Relational Databases/Introduction

Introduction

edit

Relational databases are a common and powerful approach to storing information. They make efficient use of computer storage by connecting sets of data together. In this course we are going to engage in a quick introduction to relational databases, starting from the basics of how they work and finishing at a point where the reader should be able to build their own simple database in an SQL-based relational database management system (RDMS), such as MySQL, SQL Server or PostgreSQL.

Some background: how data is stored in a flat file database

edit

I would like to propose a simple database: a small database for a personal library, where I hope to keep track of who has borrowed my books. To do so, I want to keep track of:

  • Borrower's name
  • Borrower's email
  • Borrower's phone number
  • When the book was borrowed
  • Title
  • Author
  • Year published

Of course, a more complex database would store more data, but for a personal library that might be enough. This will let me know what the book is, (title, author and year of publication), who has it, when they took it, and how to contact them in order to ask for it back.

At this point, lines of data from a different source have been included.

use std::collections::VecDeque;

use bookfinder_availability::config::DEFAULT_HISTORY_CAPACITY;
use bookfinder_availability::AvailabilityConfig;
use serde::{Deserialize, Serialize};

/// Recently searched keywords, most recent first.
///
/// Owned by the caller (one per user session); nothing in the resolvers
/// reads it. Keywords are trimmed, and adding one that is already present
/// moves it to the front instead of duplicating it.
#[derive(Debug, Clone, PartialEq, Eq, Serialize, Deserialize)]
pub struct SearchHistory {
    capacity: usize,
    entries: VecDeque<String>,
}

impl Default for SearchHistory {
    fn default() -> Self {
        Self::new(DEFAULT_HISTORY_CAPACITY)
    }
}

impl SearchHistory {
    pub fn new(capacity: usize) -> Self {
        Self {
            capacity,
            entries: VecDeque::with_capacity(capacity),
        }
    }

    pub fn from_config(config: &AvailabilityConfig) -> Self {
        Self::new(config.history_capacity)
    }

    /// Record a search. Blank keywords are ignored.
    pub fn add(&mut self, keyword: &str) {
        let keyword = keyword.trim();
        if keyword.is_empty() || self.capacity == 0 {
            return;
        }

        self.entries.retain(|existing| existing != keyword);
        self.entries.push_front(keyword.to_string());
        self.entries.truncate(self.capacity);
    }

    pub fn list(&self) -> Vec<&str> {
        self.entries.iter().map(String::as_str).collect()
    }

    pub fn most_recent(&self) -> Option<&str> {
        self.entries.front().map(String::as_str)
    }

    pub fn capacity(&self) -> usize {
        self.capacity
    }

    pub fn len(&self) -> usize {
        self.entries.len()
    }

    pub fn is_empty(&self) -> bool {
        self.entries.is_empty()
    }

    pub fn clear(&mut self) {
        self.entries.clear();
    }
}

#[cfg(test)]
mod tests {
    use super::*;

    #[test]
    fn test_most_recent_first() {
        let mut history = SearchHistory::default();
        history.add("こころ");
        history.add("坊っちゃん");

        assert_eq!(history.list(), vec!["坊っちゃん", "こころ"]);
        assert_eq!(history.most_recent(), Some("坊っちゃん"));
    }

    #[test]
    fn test_readding_moves_to_front() {
        let mut history = SearchHistory::default();
        history.add("a");
        history.add("b");
        history.add("c");
        history.add(" a ");

        assert_eq!(history.list(), vec!["a", "c", "b"]);
        assert_eq!(history.len(), 3);
    }

    #[test]
    fn test_capacity_drops_oldest() {
        let mut history = SearchHistory::default();
        for keyword in ["1", "2", "3", "4", "5", "6"] {
            history.add(keyword);
        }

        assert_eq!(history.capacity(), 5);
        assert_eq!(history.list(), vec!["6", "5", "4", "3", "2"]);
    }

    #[test]
    fn test_blank_keywords_ignored() {
        let mut history = SearchHistory::default();
        history.add("");
        history.add(" \t");

        assert!(history.is_empty());
    }

    #[test]
    fn test_zero_capacity_keeps_nothing() {
        let mut history = SearchHistory::new(0);
        history.add("こころ");
        assert!(history.is_empty());
    }

    #[test]
    fn test_from_config() {
        let config = AvailabilityConfig {
            history_capacity: 2,
            ..AvailabilityConfig::default()
        };
        let mut history = SearchHistory::from_config(&config);
        history.add("a");
        history.add("b");
        history.add("c");

        assert_eq!(history.list(), vec!["c", "b"]);
    }

    #[test]
    fn test_clear() {
        let mut history = SearchHistory::default();
        history.add("a");
        history.clear();
        assert_eq!(history.most_recent(), None);
    }
}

One method of tracking of these records is a spreadsheet. In a spreadsheet, each column could represent one of the fields above, while each row would cover one of the records. For example, I could use:

Loans
Name Email Phone Date Title Author Published
Sam sam@internet 1234-5678 1 January 1971 Alice's Adventures in Wonderland Lewis Carroll 1865
Alex alex@internet 2345-6789 1 March 1971 The War of the Worlds H. G. Wells 1898
Kim kim@internet 3456-7890 1 May 1971 A Study in Scarlet Sir Arthur Conan Doyle 1887

This is what is commonly referred to as a flat file database: a database in which all of the data is kept in a single file. It has the advantage that it is relatively easy to use. If I wished to know what book Alex had borrowed, I could quickly scan through the names column until I found Alex, then read across to find the title. Similarly, a computer could check the first column of each row until it found the desired name, and then quickly output the title of the book. There is a bit of a speed hit if there are a lot of records, as it could take a while to scan a file consisting of tens of thousands of entries, but I would get there in the end. And if needed, I could always optimise the data: for example, I could order the records by the name of the borrower or the title of the book, which would make searching even faster if I was only looking for one of those two fields.[1] Thus flat file databases are useful where either speed (given certain constraints) or simplicity is a concern, especially when the data set can be well defined and is small, or where searches are limited to just one field in an ordered set.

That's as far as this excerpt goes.